START DATA SHOWN
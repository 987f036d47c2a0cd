//! Humanized elapsed-time formatter.
//!
//! Renders a millisecond count as a comma-separated list of units, largest
//! first. `units` restricts the emitted unit set, `precision` caps how many
//! units appear, and `round` trades the fractional tail of the smallest
//! emitted unit for whole-unit rounding. Only the language half of the
//! locale selects the vocabulary.

use serde_json::Value;

use super::numeric::format_count;
use super::{FormatContext, FormatError};
use crate::locale::language_of;

struct UnitSpec {
    singular: &'static str,
    plural: &'static str,
    millis: f64,
}

const UNIT_COUNT: usize = 8;

const UNITS: [UnitSpec; UNIT_COUNT] = [
    UnitSpec { singular: "year", plural: "years", millis: 31_557_600_000.0 },
    UnitSpec { singular: "month", plural: "months", millis: 2_629_800_000.0 },
    UnitSpec { singular: "week", plural: "weeks", millis: 604_800_000.0 },
    UnitSpec { singular: "day", plural: "days", millis: 86_400_000.0 },
    UnitSpec { singular: "hour", plural: "hours", millis: 3_600_000.0 },
    UnitSpec { singular: "minute", plural: "minutes", millis: 60_000.0 },
    UnitSpec { singular: "second", plural: "seconds", millis: 1_000.0 },
    UnitSpec { singular: "millisecond", plural: "milliseconds", millis: 1.0 },
];

/// Vocabulary for one language: `(singular, plural)` per unit, largest
/// first.
fn vocabulary(locale: &str) -> [(&'static str, &'static str); UNIT_COUNT] {
    match language_of(locale) {
        "fr" => [
            ("an", "ans"),
            ("mois", "mois"),
            ("semaine", "semaines"),
            ("jour", "jours"),
            ("heure", "heures"),
            ("minute", "minutes"),
            ("seconde", "secondes"),
            ("milliseconde", "millisecondes"),
        ],
        "es" => [
            ("año", "años"),
            ("mes", "meses"),
            ("semana", "semanas"),
            ("día", "días"),
            ("hora", "horas"),
            ("minuto", "minutos"),
            ("segundo", "segundos"),
            ("milisegundo", "milisegundos"),
        ],
        "de" => [
            ("Jahr", "Jahre"),
            ("Monat", "Monate"),
            ("Woche", "Wochen"),
            ("Tag", "Tage"),
            ("Stunde", "Stunden"),
            ("Minute", "Minuten"),
            ("Sekunde", "Sekunden"),
            ("Millisekunde", "Millisekunden"),
        ],
        _ => [
            ("year", "years"),
            ("month", "months"),
            ("week", "weeks"),
            ("day", "days"),
            ("hour", "hours"),
            ("minute", "minutes"),
            ("second", "seconds"),
            ("millisecond", "milliseconds"),
        ],
    }
}

struct Options {
    millis: f64,
    precision: Option<usize>,
    unit_filter: Option<Vec<usize>>,
    round: bool,
}

pub(super) fn format(value: &Value, ctx: &FormatContext<'_>) -> Result<String, FormatError> {
    let options = parse_payload(value)?;
    Ok(humanize(&options, ctx.locale))
}

fn parse_payload(value: &Value) -> Result<Options, FormatError> {
    match value {
        Value::Number(millis) => Ok(Options {
            millis: millis
                .as_f64()
                .ok_or_else(|| FormatError::InvalidDuration(millis.to_string()))?,
            precision: None,
            unit_filter: None,
            round: false,
        }),
        Value::Object(payload) => {
            let millis = payload
                .get("value")
                .and_then(Value::as_f64)
                .ok_or_else(|| FormatError::InvalidDuration(value.to_string()))?;
            let precision = payload
                .get("precision")
                .and_then(Value::as_u64)
                .map(|cap| cap as usize)
                .filter(|cap| *cap > 0);
            let unit_filter = payload.get("units").map(parse_unit_filter).unwrap_or(None);
            let round = payload
                .get("round")
                .and_then(Value::as_bool)
                .unwrap_or(false);
            Ok(Options {
                millis,
                precision,
                unit_filter,
                round,
            })
        }
        other => Err(FormatError::InvalidDuration(other.to_string())),
    }
}

/// Map unit names (singular or plural, canonical English) onto indices
/// into [`UNITS`]. Unknown names are skipped; an empty result is treated
/// as unset.
fn parse_unit_filter(names: &Value) -> Option<Vec<usize>> {
    let names = names.as_array()?;
    let mut selected: Vec<usize> = names
        .iter()
        .filter_map(Value::as_str)
        .filter_map(|name| {
            UNITS
                .iter()
                .position(|unit| name == unit.singular || name == unit.plural)
        })
        .collect();
    selected.sort_unstable();
    selected.dedup();
    if selected.is_empty() { None } else { Some(selected) }
}

fn humanize(options: &Options, locale: &str) -> String {
    let selected: Vec<usize> = options
        .unit_filter
        .clone()
        .unwrap_or_else(|| (0..UNIT_COUNT).collect());
    let total = options.millis.abs();

    // Whole counts for every unit except the last, which absorbs the
    // remainder.
    let mut remaining = total;
    let mut pieces: Vec<(usize, f64)> = Vec::with_capacity(selected.len());
    for (position, &unit) in selected.iter().enumerate() {
        let millis = UNITS[unit].millis;
        if position + 1 == selected.len() {
            pieces.push((unit, remaining / millis));
        } else {
            let count = (remaining / millis).floor();
            remaining -= count * millis;
            pieces.push((unit, count));
        }
    }

    let mut visible: Vec<(usize, f64)> = pieces
        .iter()
        .copied()
        .filter(|(_, count)| *count != 0.0)
        .collect();
    if visible.is_empty() {
        // Nothing reached a whole unit: report zero of the smallest.
        let smallest = *selected.last().unwrap_or(&(UNIT_COUNT - 1));
        visible.push((smallest, 0.0));
    }
    if let Some(cap) = options.precision
        && visible.len() > cap
    {
        visible.truncate(cap);
        // The retained tail re-absorbs everything the cap dropped.
        let last = visible.len() - 1;
        let consumed: f64 = visible[..last]
            .iter()
            .map(|(unit, count)| count * UNITS[*unit].millis)
            .sum();
        let tail_unit = visible[last].0;
        visible[last] = (tail_unit, (total - consumed) / UNITS[tail_unit].millis);
    }
    if options.round
        && let Some(tail) = visible.last_mut()
    {
        tail.1 = tail.1.round();
    }

    let names = vocabulary(locale);
    let rendered: Vec<String> = visible
        .iter()
        .map(|(unit, count)| {
            let (singular, plural) = names[*unit];
            let name = if (*count - 1.0).abs() < f64::EPSILON {
                singular
            } else {
                plural
            };
            format!("{} {name}", format_count(*count, locale))
        })
        .collect();
    rendered.join(", ")
}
END DATA SHOWN
| WHAT NEEDS TO BE DONE |
Each line of the data needs to be repeated exactly.

| RESULT |
repository 987f036d47c2a0cd
//! Humanized elapsed-time formatter.
//!
//! Renders a millisecond count as a comma-separated list of units, largest
//! first. `units` restricts the emitted unit set, `precision` caps how many
//! units appear, and `round` trades the fractional tail of the smallest
//! emitted unit for whole-unit rounding. Only the language half of the
//! locale selects the vocabulary.

use serde_json::Value;

use super::numeric::format_count;
use super::{FormatContext, FormatError};
use crate::locale::language_of;

struct UnitSpec {
    singular: &'static str,
    plural: &'static str,
    millis: f64,
}

const UNIT_COUNT: usize = 8;

const UNITS: [UnitSpec; UNIT_COUNT] = [
    UnitSpec { singular: "year", plural: "years", millis: 31_557_600_000.0 },
    UnitSpec { singular: "month", plural: "months", millis: 2_629_800_000.0 },
    UnitSpec { singular: "week", plural: "weeks", millis: 604_800_000.0 },
    UnitSpec { singular: "day", plural: "days", millis: 86_400_000.0 },
    UnitSpec { singular: "hour", plural: "hours", millis: 3_600_000.0 },
    UnitSpec { singular: "minute", plural: "minutes", millis: 60_000.0 },
    UnitSpec { singular: "second", plural: "seconds", millis: 1_000.0 },
    UnitSpec { singular: "millisecond", plural: "milliseconds", millis: 1.0 },
];

/// Vocabulary for one language: `(singular, plural)` per unit, largest
/// first.
fn vocabulary(locale: &str) -> [(&'static str, &'static str); UNIT_COUNT] {
    match language_of(locale) {
        "fr" => [
            ("an", "ans"),
            ("mois", "mois"),
            ("semaine", "semaines"),
            ("jour", "jours"),
            ("heure", "heures"),
            ("minute", "minutes"),
            ("seconde", "secondes"),
            ("milliseconde", "millisecondes"),
        ],
        "es" => [
            ("año", "años"),
            ("mes", "meses"),
            ("semana", "semanas"),
            ("día", "días"),
            ("hora", "horas"),
            ("minuto", "minutos"),
            ("segundo", "segundos"),
            ("milisegundo", "milisegundos"),
        ],
        "de" => [
            ("Jahr", "Jahre"),
            ("Monat", "Monate"),
            ("Woche", "Wochen"),
            ("Tag", "Tage"),
            ("Stunde", "Stunden"),
            ("Minute", "Minuten"),
            ("Sekunde", "Sekunden"),
            ("Millisekunde", "Millisekunden"),
        ],
        _ => [
            ("year", "years"),
            ("month", "months"),
            ("week", "weeks"),
            ("day", "days"),
            ("hour", "hours"),
            ("minute", "minutes"),
            ("second", "seconds"),
            ("millisecond", "milliseconds"),
        ],
    }
}

struct Options {
    millis: f64,
    precision: Option<usize>,
    unit_filter: Option<Vec<usize>>,
    round: bool,
}

pub(super) fn format(value: &Value, ctx: &FormatContext<'_>) -> Result<String, FormatError> {
    let options = parse_payload(value)?;
    Ok(humanize(&options, ctx.locale))
}

fn parse_payload(value: &Value) -> Result<Options, FormatError> {
    match value {
        Value::Number(millis) => Ok(Options {
            millis: millis
                .as_f64()
                .ok_or_else(|| FormatError::InvalidDuration(millis.to_string()))?,
            precision: None,
            unit_filter: None,
            round: false,
        }),
        Value::Object(payload) => {
            let millis = payload
                .get("value")
                .and_then(Value::as_f64)
                .ok_or_else(|| FormatError::InvalidDuration(value.to_string()))?;
            let precision = payload
                .get("precision")
                .and_then(Value::as_u64)
                .map(|cap| cap as usize)
                .filter(|cap| *cap > 0);
            let unit_filter = payload.get("units").map(parse_unit_filter).unwrap_or(None);
            let round = payload
                .get("round")
                .and_then(Value::as_bool)
                .unwrap_or(false);
            Ok(Options {
                millis,
                precision,
                unit_filter,
                round,
            })
        }
        other => Err(FormatError::InvalidDuration(other.to_string())),
    }
}

/// Map unit names (singular or plural, canonical English) onto indices
/// into [`UNITS`]. Unknown names are skipped; an empty result is treated
/// as unset.
fn parse_unit_filter(names: &Value) -> Option<Vec<usize>> {
    let names = names.as_array()?;
    let mut selected: Vec<usize> = names
        .iter()
        .filter_map(Value::as_str)
        .filter_map(|name| {
            UNITS
                .iter()
                .position(|unit| name == unit.singular || name == unit.plural)
        })
        .collect();
    selected.sort_unstable();
    selected.dedup();
    if selected.is_empty() { None } else { Some(selected) }
}

fn humanize(options: &Options, locale: &str) -> String {
    let selected: Vec<usize> = options
        .unit_filter
        .clone()
        .unwrap_or_else(|| (0..UNIT_COUNT).collect());
    let total = options.millis.abs();

    // Whole counts for every unit except the last, which absorbs the
    // remainder.
    let mut remaining = total;
    let mut pieces: Vec<(usize, f64)> = Vec::with_capacity(selected.len());
    for (position, &unit) in selected.iter().enumerate() {
        let millis = UNITS[unit].millis;
        if position + 1 == selected.len() {
            pieces.push((unit, remaining / millis));
        } else {
            let count = (remaining / millis).floor();
            remaining -= count * millis;
            pieces.push((unit, count));
        }
    }

    let mut visible: Vec<(usize, f64)> = pieces
        .iter()
        .copied()
        .filter(|(_, count)| *count != 0.0)
        .collect();
    if visible.is_empty() {
        // Nothing reached a whole unit: report zero of the smallest.
        let smallest = *selected.last().unwrap_or(&(UNIT_COUNT - 1));
        visible.push((smallest, 0.0));
    }
    if let Some(cap) = options.precision
        && visible.len() > cap
    {
        visible.truncate(cap);
        // The retained tail re-absorbs everything the cap dropped.
        let last = visible.len() - 1;
        let consumed: f64 = visible[..last]
            .iter()
            .map(|(unit, count)| count * UNITS[*unit].millis)
            .sum();
        let tail_unit = visible[last].0;
        visible[last] = (tail_unit, (total - consumed) / UNITS[tail_unit].millis);
    }
    if options.round
        && let Some(tail) = visible.last_mut()
    {
        tail.1 = tail.1.round();
    }

    let names = vocabulary(locale);
    let rendered: Vec<String> = visible
        .iter()
        .map(|(unit, count)| {
            let (singular, plural) = names[*unit];
            let name = if (*count - 1.0).abs() < f64::EPSILON {
                singular
            } else {
                plural
            };
            format!("{} {name}", format_count(*count, locale))
        })
        .collect();
    rendered.join(", ")
}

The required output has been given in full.